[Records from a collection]
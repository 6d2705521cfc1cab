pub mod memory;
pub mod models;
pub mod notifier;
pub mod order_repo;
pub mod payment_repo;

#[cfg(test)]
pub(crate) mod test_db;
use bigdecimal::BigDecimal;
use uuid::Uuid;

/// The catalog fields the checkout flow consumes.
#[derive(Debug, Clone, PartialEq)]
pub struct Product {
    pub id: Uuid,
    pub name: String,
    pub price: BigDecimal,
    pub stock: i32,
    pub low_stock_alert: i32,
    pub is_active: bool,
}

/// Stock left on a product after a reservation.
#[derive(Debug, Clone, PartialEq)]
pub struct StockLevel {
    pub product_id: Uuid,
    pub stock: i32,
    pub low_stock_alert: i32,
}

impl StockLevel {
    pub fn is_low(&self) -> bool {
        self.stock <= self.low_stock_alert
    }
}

:: Task prompt ::
Search the entries for the string "self" and collect each line that has it.

:: Written solution ::
    pub fn is_low(&self) -> bool {
        self.stock <= self.low_stock_alert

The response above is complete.